Claro, es más fácil fachopobrear a los votantes de Kast o Parisi, que entender el impacto electoral de las diferencias culturales, y del desdén progresista por temas como la inmigración, la delincuencia o la violencia.

Aquí se replica un elitismo que no es patrimonio sólo de la derecha política. Uno de los lastres de la campaña de Boric en primera vuelta fue la uniformidad de su equipo, con grupos de amigos de la universidad que piensan parecido, hablan igual, se mueven en los mismos círculos y gustan de los mismos anteojos de colores. Una burbuja que les impidió comprender lo profundo de su brecha cultural con las provincias del sur, donde arrasó Kast, o con las ciudades mineras del norte, donde se impuso Parisi. De hecho, ambos candidatos ganaron en 21 de las 25 comunas con mayor pobreza multidimensional del país. Kast venció en 17 (11 de ellas en La Araucanía), y Parisi en cuatro del norte, incluyendo la más pobre de todas: General Lagos.
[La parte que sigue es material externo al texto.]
//! Repository for course database operations.

use sqlx::PgPool;
use uuid::Uuid;

use crate::entities::CourseEntity;

/// Repository for course operations.
#[derive(Clone)]
pub struct CourseRepository {
    pool: PgPool,
}

impl CourseRepository {
    /// Creates a new course repository.
    pub fn new(pool: PgPool) -> Self {
        Self { pool }
    }

    /// Creates a new course under a project.
    pub async fn create(
        &self,
        project_id: Uuid,
        title: &str,
        description: Option<&str>,
    ) -> Result<CourseEntity, sqlx::Error> {
        sqlx::query_as::<_, CourseEntity>(
            r#"
            INSERT INTO courses (project_id, title, description)
            VALUES ($1, $2, $3)
            RETURNING id, project_id, title, description, is_active, created_at, updated_at
            "#,
        )
        .bind(project_id)
        .bind(title)
        .bind(description)
        .fetch_one(&self.pool)
        .await
    }

    /// Finds a course by ID.
    pub async fn find_by_id(&self, course_id: Uuid) -> Result<Option<CourseEntity>, sqlx::Error> {
        sqlx::query_as::<_, CourseEntity>(
            r#"
            SELECT id, project_id, title, description, is_active, created_at, updated_at
            FROM courses
            WHERE id = $1
            "#,
        )
        .bind(course_id)
        .fetch_optional(&self.pool)
        .await
    }

    /// Project owning the course, or None if the course does not exist.
    pub async fn project_of(&self, course_id: Uuid) -> Result<Option<Uuid>, sqlx::Error> {
        let row: Option<(Uuid,)> = sqlx::query_as(
            r#"
            SELECT project_id FROM courses WHERE id = $1
            "#,
        )
        .bind(course_id)
        .fetch_optional(&self.pool)
        .await?;

        Ok(row.map(|(project_id,)| project_id))
    }

    /// Lists courses for a project.
    pub async fn list_by_project(
        &self,
        project_id: Uuid,
        limit: i64,
        offset: i64,
    ) -> Result<Vec<CourseEntity>, sqlx::Error> {
        sqlx::query_as::<_, CourseEntity>(
            r#"
            SELECT id, project_id, title, description, is_active, created_at, updated_at
            FROM courses
            WHERE project_id = $1
            ORDER BY created_at DESC
            LIMIT $2 OFFSET $3
            "#,
        )
        .bind(project_id)
        .bind(limit)
        .bind(offset)
        .fetch_all(&self.pool)
        .await
    }

    /// Counts courses for a project.
    pub async fn count_by_project(&self, project_id: Uuid) -> Result<i64, sqlx::Error> {
        let result: (i64,) = sqlx::query_as(
            r#"
            SELECT COUNT(*) FROM courses WHERE project_id = $1
            "#,
        )
        .bind(project_id)
        .fetch_one(&self.pool)
        .await?;

        Ok(result.0)
    }

    /// Updates course fields; unset fields keep their current value.
    pub async fn update(
        &self,
        course_id: Uuid,
        title: Option<&str>,
        description: Option<&str>,
        is_active: Option<bool>,
    ) -> Result<Option<CourseEntity>, sqlx::Error> {
        sqlx::query_as::<_, CourseEntity>(
            r#"
            UPDATE courses
            SET title = COALESCE($2, title),
                description = COALESCE($3, description),
                is_active = COALESCE($4, is_active),
                updated_at = NOW()
            WHERE id = $1
            RETURNING id, project_id, title, description, is_active, created_at, updated_at
            "#,
        )
        .bind(course_id)
        .bind(title)
        .bind(description)
        .bind(is_active)
        .fetch_optional(&self.pool)
        .await
    }

    /// Deletes a course.
    ///
    /// Returns true if a course was deleted.
    pub async fn delete(&self, course_id: Uuid, project_id: Uuid) -> Result<bool, sqlx::Error> {
        let result = sqlx::query(
            r#"
            DELETE FROM courses
            WHERE id = $1 AND project_id = $2
            "#,
        )
        .bind(course_id)
        .bind(project_id)
        .execute(&self.pool)
        .await?;

        Ok(result.rows_affected() > 0)
    }
}
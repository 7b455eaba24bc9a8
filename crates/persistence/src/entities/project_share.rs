//! Project share entity (database row mapping).

use chrono::{DateTime, Utc};
use sqlx::FromRow;
use uuid::Uuid;

use domain::models::{ProjectRole, ProjectShare, ShareStatus};

/// Database enum for project_role.
#[derive(Debug, Clone, Copy, PartialEq, Eq, sqlx::Type)]
#[sqlx(type_name = "project_role", rename_all = "snake_case")]
pub enum ProjectRoleDb {
    Owner,
    Contributor,
    KnowledgeManager,
    ReadOnly,
}

impl From<ProjectRoleDb> for ProjectRole {
    fn from(db: ProjectRoleDb) -> Self {
        match db {
            ProjectRoleDb::Owner => Self::Owner,
            ProjectRoleDb::Contributor => Self::Contributor,
            ProjectRoleDb::KnowledgeManager => Self::KnowledgeManager,
            ProjectRoleDb::ReadOnly => Self::ReadOnly,
        }
    }
}

impl From<ProjectRole> for ProjectRoleDb {
    fn from(role: ProjectRole) -> Self {
        match role {
            ProjectRole::Owner => Self::Owner,
            ProjectRole::Contributor => Self::Contributor,
            ProjectRole::KnowledgeManager => Self::KnowledgeManager,
            ProjectRole::ReadOnly => Self::ReadOnly,
        }
    }
}

/// Database enum for share_status.
#[derive(Debug, Clone, Copy, PartialEq, Eq, sqlx::Type)]
#[sqlx(type_name = "share_status", rename_all = "lowercase")]
pub enum ShareStatusDb {
    Pending,
    Accepted,
    Declined,
}

impl From<ShareStatusDb> for ShareStatus {
    fn from(db: ShareStatusDb) -> Self {
        match db {
            ShareStatusDb::Pending => Self::Pending,
            ShareStatusDb::Accepted => Self::Accepted,
            ShareStatusDb::Declined => Self::Declined,
        }
    }
}

impl From<ShareStatus> for ShareStatusDb {
    fn from(status: ShareStatus) -> Self {
        match status {
            ShareStatus::Pending => Self::Pending,
            ShareStatus::Accepted => Self::Accepted,
            ShareStatus::Declined => Self::Declined,
        }
    }
}

/// Database row mapping for the project_shares table.
#[derive(Debug, Clone, FromRow)]
pub struct ProjectShareEntity {
    pub id: Uuid,
    pub project_id: Uuid,
    pub user_id: Option<Uuid>,
    pub email: String,
    pub role: ProjectRoleDb,
    pub status: ShareStatusDb,
    pub invited_by: Option<Uuid>,
    pub accepted_at: Option<DateTime<Utc>>,
    pub created_at: DateTime<Utc>,
    pub updated_at: DateTime<Utc>,
}

impl From<ProjectShareEntity> for ProjectShare {
    fn from(entity: ProjectShareEntity) -> Self {
        Self {
            id: entity.id,
            project_id: entity.project_id,
            user_id: entity.user_id,
            email: entity.email,
            role: entity.role.into(),
            status: entity.status.into(),
            invited_by: entity.invited_by,
            accepted_at: entity.accepted_at,
            created_at: entity.created_at,
            updated_at: entity.updated_at,
        }
    }
}

#[cfg(test)]
mod tests {
    use super::*;

    #[test]
    fn test_role_round_trips_through_db_enum() {
        for role in [
            ProjectRole::Owner,
            ProjectRole::Contributor,
            ProjectRole::KnowledgeManager,
            ProjectRole::ReadOnly,
        ] {
            let db: ProjectRoleDb = role.into();
            assert_eq!(ProjectRole::from(db), role);
        }
    }

    #[test]
    fn test_status_round_trips_through_db_enum() {
        for status in [
            ShareStatus::Pending,
            ShareStatus::Accepted,
            ShareStatus::Declined,
        ] {
            let db: ShareStatusDb = status.into();
            assert_eq!(ShareStatus::from(db), status);
        }
    }
}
Boric, en cambio, lideró en todas las comunas populares y de clase media del Gran Santiago (sólo perdió en el barrio alto), demostrando que esta vez el eje capital- periferia fue más importante que el de ricos- pobres.

Tanto el candidato como su nueva jefa de campaña, Izkia Siches, se alejaron de las palabras de Jadue (“nuestro rol es convocar, no juzgar”). “No es momento de ningunear al pueblo”, coincidió la alcaldesa de Viña del Mar, Macarena Ripamonti. Y el propio Jadue reconoció que “lo que dije fue un error”.

Error o no, lo que hizo Jadue fue ningunear a 900 mil votantes claves para la segunda vuelta, y desplegar su frustración por tener que lidiar con simples seres humanos, y no con los soñados “hombres nuevos”. Un fachopobreo de manual, en el peor momento imaginable.